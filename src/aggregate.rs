//! Folding partial results into the final image.
//!
//! The aggregator owns the only full-domain pixel grid in the job. It
//! accepts partial results in any order and applies overwrite-by-
//! coordinate semantics, with a coverage mask enforcing the invariant
//! that makes overwrite order-independent: no coordinate may be
//! delivered twice. A doubly-covered coordinate means the partitioner
//! and a processor disagree on tiling, so the commit is rejected as a
//! protocol violation instead of silently double-counting.
//!
//! All `commit` calls for one job must be serialized by the host; the
//! aggregator itself performs no locking.

use crate::config::Config;
use crate::processor::PartialResult;
use crate::sampler::Color;
use anyhow::{Context, Result};
use image::RgbImage;
use std::path::PathBuf;

/// A commit that violated the aggregation protocol. The offending
/// result is rejected as a unit; the accumulated image is unchanged.
#[derive(Debug, PartialEq, Eq, thiserror::Error)]
pub enum CommitError {
    #[error("sample at ({x}, {y}) outside domain {width}x{height}")]
    OutOfBounds { x: u32, y: u32, width: u32, height: u32 },

    #[error("coordinate ({x}, {y}) covered by more than one result")]
    DoubleCoverage { x: u32, y: u32 },
}

/// Accumulates partial results into one full-domain image and emits
/// the final artifact.
pub struct Aggregator {
    width: u32,
    height: u32,

    /// Row-major sample grid, initialized to black
    pixels: Vec<Color>,

    /// Which coordinates have been written, for overlap detection
    covered: Vec<bool>,

    covered_count: u64,
    results_committed: u64,
    output_path: PathBuf,
}

impl Aggregator {
    /// Create an aggregator for the configured domain and output path.
    pub fn new(config: &Config) -> Self {
        Self::with_dimensions(
            config.domain.width,
            config.domain.height,
            config.output.path.clone(),
        )
    }

    /// Create an aggregator from raw dimensions.
    pub fn with_dimensions(width: u32, height: u32, output_path: PathBuf) -> Self {
        let cells = width as usize * height as usize;
        Self {
            width,
            height,
            pixels: vec![Color::BLACK; cells],
            covered: vec![false; cells],
            covered_count: 0,
            results_committed: 0,
            output_path,
        }
    }

    /// Fold one partial result into the accumulated image.
    ///
    /// Validates the whole result before writing anything, so a
    /// rejected result leaves the image untouched.
    pub fn commit(&mut self, result: &PartialResult) -> Result<(), CommitError> {
        // Validation pass: bounds, cross-result overlap, and duplicate
        // coordinates within this result itself.
        let mut seen = std::collections::HashSet::with_capacity(result.len());
        for sample in &result.samples {
            if sample.x >= self.width || sample.y >= self.height {
                return Err(CommitError::OutOfBounds {
                    x: sample.x,
                    y: sample.y,
                    width: self.width,
                    height: self.height,
                });
            }
            let index = self.cell_index(sample.x, sample.y);
            if self.covered[index] || !seen.insert(index) {
                return Err(CommitError::DoubleCoverage {
                    x: sample.x,
                    y: sample.y,
                });
            }
        }

        // Write pass: overwrite semantics, each cell exactly once.
        for sample in &result.samples {
            let index = self.cell_index(sample.x, sample.y);
            self.pixels[index] = sample.color;
            self.covered[index] = true;
        }

        self.covered_count += result.len() as u64;
        self.results_committed += 1;

        tracing::debug!(
            "Committed result with {} samples ({} pixels covered)",
            result.len(),
            self.covered_count
        );

        Ok(())
    }

    /// Number of partial results committed so far.
    pub fn results_committed(&self) -> u64 {
        self.results_committed
    }

    /// Number of domain coordinates written so far.
    pub fn covered_pixels(&self) -> u64 {
        self.covered_count
    }

    /// Whether every domain coordinate has been covered.
    ///
    /// The aggregator is never told how many results to expect; the
    /// hosting runtime decides when to finalize. This is a hint for
    /// hosts that do know, such as the bundled local driver.
    pub fn is_complete(&self) -> bool {
        self.covered_count == self.width as u64 * self.height as u64
    }

    /// Convert the accumulated samples to an 8-bit RGB image.
    pub fn into_image(self) -> RgbImage {
        let mut image = RgbImage::new(self.width, self.height);
        for y in 0..self.height {
            for x in 0..self.width {
                let color = self.pixels[(y as usize * self.width as usize) + x as usize];
                image.put_pixel(x, y, image::Rgb(color.to_rgb8()));
            }
        }
        image
    }

    /// One-time post-processing: encode the image and write it to the
    /// configured output path. Consumes the aggregator, so it cannot
    /// run twice for one job.
    pub fn finalize(self) -> Result<PathBuf> {
        if !self.is_complete() {
            tracing::warn!(
                "Finalizing with {} of {} pixels covered",
                self.covered_count,
                self.width as u64 * self.height as u64
            );
        }

        let path = self.output_path.clone();
        let image = self.into_image();
        image
            .save(&path)
            .with_context(|| format!("Failed to write artifact {}", path.display()))?;

        tracing::info!("Artifact written to {}", path.display());
        Ok(path)
    }

    fn cell_index(&self, x: u32, y: u32) -> usize {
        y as usize * self.width as usize + x as usize
    }
}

_ _ _ _ _ _ _

▶ **PROMPT**:
When the string "processor" occurs in a line of the material, that line belongs in the answer.

▶ **WRITTEN REPLY**:
//! and a processor disagree on tiling, so the commit is rejected as a
use crate::processor::PartialResult;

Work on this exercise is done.